É frequente associarmos o nome de Ron Howard a espectáculos mais ou menos artificiosos e, por assim dizer, formalmente "especulativos" — lembremos os exemplos de "Cocoon" (1985), "Grinch" (2000) ou "O Código Da Vinci" (2006). O certo é que alguns dos seus melhores filmes são variações dramáticas sobre personagens e situações verídicas — é o caso de "Apollo 13" (1995) ou "Frost/Nixon" (2008).

Mais recentemente, o seu impulso realista levou-o a fazer "The Beatles: Eight Days a Week" (2016), magnífico documentário sobre as performances ao vivo dos quatro de Liverpool e, em particular, sobre a sua conquista do mercado americano. Com o novo "Pavarotti", reencontramos o mesmo impulso: um retrato de Luciano Pavarotti(1935-2007) que passa, obrigatoriamente, pela experiência dos Três Tenores, mas excedendo o seu âmbito artístico.

Claro que a aliança de Pavarotti com Plácido Domingo e José Carreras — iniciada num lendário concerto, em Caracalla, Roma, no âmbito do Mundial de Futebol de 1990 — define um capítulo fundamental na trajectória do tenor nascido em Modena, Itália. O certo é que, através de um brilhantíssimo trabalho de montagem (o documentário é também uma narrativa), o filme consegue cruzar a vida pública de Pavarotti com o seu universo privado, numa dinâmica artística e humana que nunca cede a qualquer lógica "voyeurista" e "cor de rosa". Sem esquecer, claro, a sua coabitação artística com muitos nomes do pop rock, em especial através da série de concertos "Pavarotti & Friends".

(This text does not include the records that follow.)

use super::*;
use crate::reporter::{RecordingReporter, SharedText, WriterReporter};
use pretty_assertions::assert_eq;

fn recording_config() -> (Configuration, Arc<RecordingReporter>) {
    let recorder = Arc::new(RecordingReporter::new());
    let config = Configuration::new().with_reporter(recorder.clone());
    (config, recorder)
}

fn key(name: &str) -> String {
    format!("{}{}", PROPERTY_PREFIX, name)
}

#[test]
fn test_parse_bool_forms() {
    for yes in ["true", "TRUE", "t", "yes", "Y", "on", "ON"] {
        assert_eq!(parse_bool(yes), Some(true), "{}", yes);
    }
    for no in ["false", "F", "no", "n", "off", "Off"] {
        assert_eq!(parse_bool(no), Some(false), "{}", no);
    }
    for bad in ["", "  ", "maybe", "1", "0"] {
        assert_eq!(parse_bool(bad), None, "{:?}", bad);
    }
}

#[test]
fn test_parse_keyword_substitutions() {
    let table = parse_keyword_substitutions("$self=this, $me = this ,").unwrap();
    assert_eq!(table.get("$self"), Some("this"));
    assert_eq!(table.get("$me"), Some("this"));
    assert_eq!(table.len(), 2);

    assert!(matches!(
        parse_keyword_substitutions("=this"),
        Err(ConfigError::KeywordFormat { .. })
    ));
    assert!(matches!(
        parse_keyword_substitutions("$self"),
        Err(ConfigError::KeywordFormat { .. })
    ));
}

#[test]
fn test_output_target_parse() {
    assert_eq!("stdout".parse::<OutputTarget>(), Ok(OutputTarget::Stdout));
    assert_eq!(" STDERR ".parse::<OutputTarget>(), Ok(OutputTarget::Stderr));
    assert_eq!(
        "file:/tmp/out.log".parse::<OutputTarget>(),
        Ok(OutputTarget::File(PathBuf::from("/tmp/out.log")))
    );
    assert!("file:".parse::<OutputTarget>().is_err());
    assert!("printer".parse::<OutputTarget>().is_err());
}

#[test]
fn test_switch_keys() {
    let registry = ComponentRegistry::with_builtins();
    let (config, recorder) = recording_config();
    let source = PropertySource::new()
        .with(key("Pre"), "off")
        .with(key("Invar"), "no");

    let configured = PropertiesConfigurator::new(&registry).configure_onto(config, &source);

    let switches = &configured.configuration.switches;
    assert!(!switches.is_enabled(CheckKind::Pre));
    assert!(switches.is_enabled(CheckKind::Post));
    assert!(!switches.is_enabled(CheckKind::Invariant));
    assert!(configured.errors.is_empty());
    assert!(recorder.is_empty());
}

#[test]
fn test_contract_disable_overrides_later_keys() {
    let registry = ComponentRegistry::with_builtins();
    let (config, _recorder) = recording_config();
    let source = PropertySource::new()
        .with(key("Contract"), "false")
        .with(key("Pre"), "true")
        .with(key("Post"), "yes");

    let configured = PropertiesConfigurator::new(&registry).configure_onto(config, &source);

    let switches = &configured.configuration.switches;
    assert!(!switches.is_contract_enabled());
    for kind in CheckKind::ALL {
        assert!(!switches.is_enabled(kind), "{} should be off", kind);
    }
    assert!(configured.errors.is_empty());
}

#[test]
fn test_unknown_key_reported_once_others_apply() {
    let registry = ComponentRegistry::with_builtins();
    let (config, recorder) = recording_config();
    let source = PropertySource::new()
        .with(key("Bogus"), "1")
        .with(key("Post"), "off")
        .with("some.other.key", "whatever");

    let configured = PropertiesConfigurator::new(&registry).configure_onto(config, &source);

    assert_eq!(
        configured.errors,
        vec![ConfigError::UnknownKey {
            key: key("Bogus"),
            value: "1".to_string(),
        }]
    );
    assert!(!configured.configuration.switches.is_enabled(CheckKind::Post));

    let reports = recorder.entries_at(Severity::Error);
    assert_eq!(reports.len(), 1);
    assert_eq!(reports[0].source, "PropertiesConfigurator");
    assert!(reports[0].message.contains("org.contract4j5.Bogus"));
}

#[test]
fn test_errors_accumulate_into_one_report() {
    let registry = ComponentRegistry::with_builtins();
    let (config, recorder) = recording_config();
    let source = PropertySource::new()
        .with(key("Pre"), "")
        .with(key("Post"), "sometimes")
        .with(key("ContractEnforcer"), "NoSuchEnforcer")
        .with(key("GlobalReporterThreshold"), "loud");

    let configured = PropertiesConfigurator::new(&registry).configure_onto(config, &source);

    assert_eq!(configured.errors.len(), 4);
    assert!(matches!(configured.errors[0], ConfigError::EmptyValue { .. }));
    assert!(matches!(configured.errors[1], ConfigError::InvalidValue { .. }));
    assert!(matches!(
        configured.errors[2],
        ConfigError::UnknownComponent { component: "contract enforcer", .. }
    ));
    assert!(matches!(configured.errors[3], ConfigError::InvalidValue { .. }));

    let reports = recorder.entries_at(Severity::Error);
    assert_eq!(reports.len(), 1);
    assert_eq!(reports[0].message.lines().count(), 4);
    // Invalid values leave the defaults alone
    assert!(configured.configuration.switches.is_enabled(CheckKind::Pre));
    assert!(configured.configuration.switches.is_enabled(CheckKind::Post));
}

#[test]
fn test_component_keys() {
    let registry = ComponentRegistry::with_builtins();
    let source = PropertySource::new()
        .with(key("GlobalReporter"), "covenant::reporter::RecordingReporter")
        .with(key("GlobalReporterThreshold"), "info")
        .with(key("ContractEnforcer"), "ReportingContractEnforcer")
        .with(key("ContractEnforcerIncludeStackTrace"), "yes")
        .with(key("ExpressionInterpreter"), "ScriptInterpreter")
        .with(key("ExpressionInterpreterEmptyTestExpressionsValid"), "true")
        .with(
            key("ExpressionInterpreterOptionalKeywordSubstitutions"),
            "$self=this",
        );

    let configured = PropertiesConfigurator::new(&registry).configure(&source);
    let config = &configured.configuration;

    assert!(configured.errors.is_empty(), "{:?}", configured.errors);
    assert_eq!(config.reporter.threshold(), Severity::Info);
    assert_eq!(config.failure_handling, FailureHandling::Report);
    assert!(config.include_stack_trace);
    assert!(config.empty_expressions_valid);
    assert_eq!(config.keyword_substitutions.get("$self"), Some("this"));

    let interpreter = config.new_interpreter();
    assert!(interpreter.treat_empty_as_valid());
    assert_eq!(interpreter.keyword_substitutions().get("$self"), Some("this"));
}

#[test]
fn test_writer_target_on_non_writer_reporter() {
    let registry = ComponentRegistry::with_builtins();
    let (config, recorder) = recording_config();
    let source = PropertySource::new().with(key("GlobalWriterReporterWriter"), "stderr");

    let configured = PropertiesConfigurator::new(&registry).configure_onto(config, &source);

    assert_eq!(configured.errors, vec![ConfigError::NotWriterReporter]);
    assert_eq!(recorder.entries_at(Severity::Error).len(), 1);
}

#[test]
fn test_writer_and_stream_stream_wins() {
    let registry = ComponentRegistry::with_builtins();
    let text = SharedText::new();
    let reporter = Arc::new(WriterReporter::with_writer(text.clone()));
    let config = Configuration::new().with_reporter(reporter.clone());
    let source = PropertySource::new()
        .with(key("GlobalWriterReporterWriter"), "stdout")
        .with(key("GlobalWriterReporterOutputStream"), "stderr");

    let configured = PropertiesConfigurator::new(&registry).configure_onto(config, &source);

    assert_eq!(configured.errors, vec![ConfigError::WriterAndStream]);
    assert_eq!(reporter.sink_kind(), "output stream");
}

#[test]
fn test_file_target() {
    let path = std::env::temp_dir().join(format!(
        "covenant-configurator-{}.log",
        std::process::id()
    ));
    let _ = std::fs::remove_file(&path);

    let registry = ComponentRegistry::with_builtins();
    let source = PropertySource::new()
        .with(key("GlobalReporter"), "WriterReporter")
        .with(
            key("GlobalWriterReporterOutputStream"),
            format!("file:{}", path.display()),
        );
    let configured = PropertiesConfigurator::new(&registry).configure(&source);
    assert!(configured.errors.is_empty(), "{:?}", configured.errors);

    configured
        .configuration
        .reporter
        .report(Severity::Error, "test", "written to file");

    let written = std::fs::read_to_string(&path).unwrap();
    assert_eq!(written, "ERROR: test: written to file\n");
    let _ = std::fs::remove_file(&path);
}

#[test]
fn test_property_key_names_round_trip() {
    for property in PropertyKey::ALL {
        assert_eq!(PropertyKey::parse(property.name()), Some(property));
        assert!(property.full_name().starts_with(PROPERTY_PREFIX));
    }
    assert_eq!(PropertyKey::parse("pre"), None);
}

Estamos, afinal, perante um exemplo modelar de recuperação e reorganização de muitos materiais de arquivo, de entidades oficiais aos registos familiares, a provar que documentar é também saber lidar com as memórias inscritas nas  imagens e nos sons. Tendo em conta que, recentemente, chegou ao mercado português outro caso notável de labor documental como é "Os Olhos de Orson Welles", de Mark Cousins, importa também sublinhar que o mercado só tem a ganhar com esta diversificação da oferta.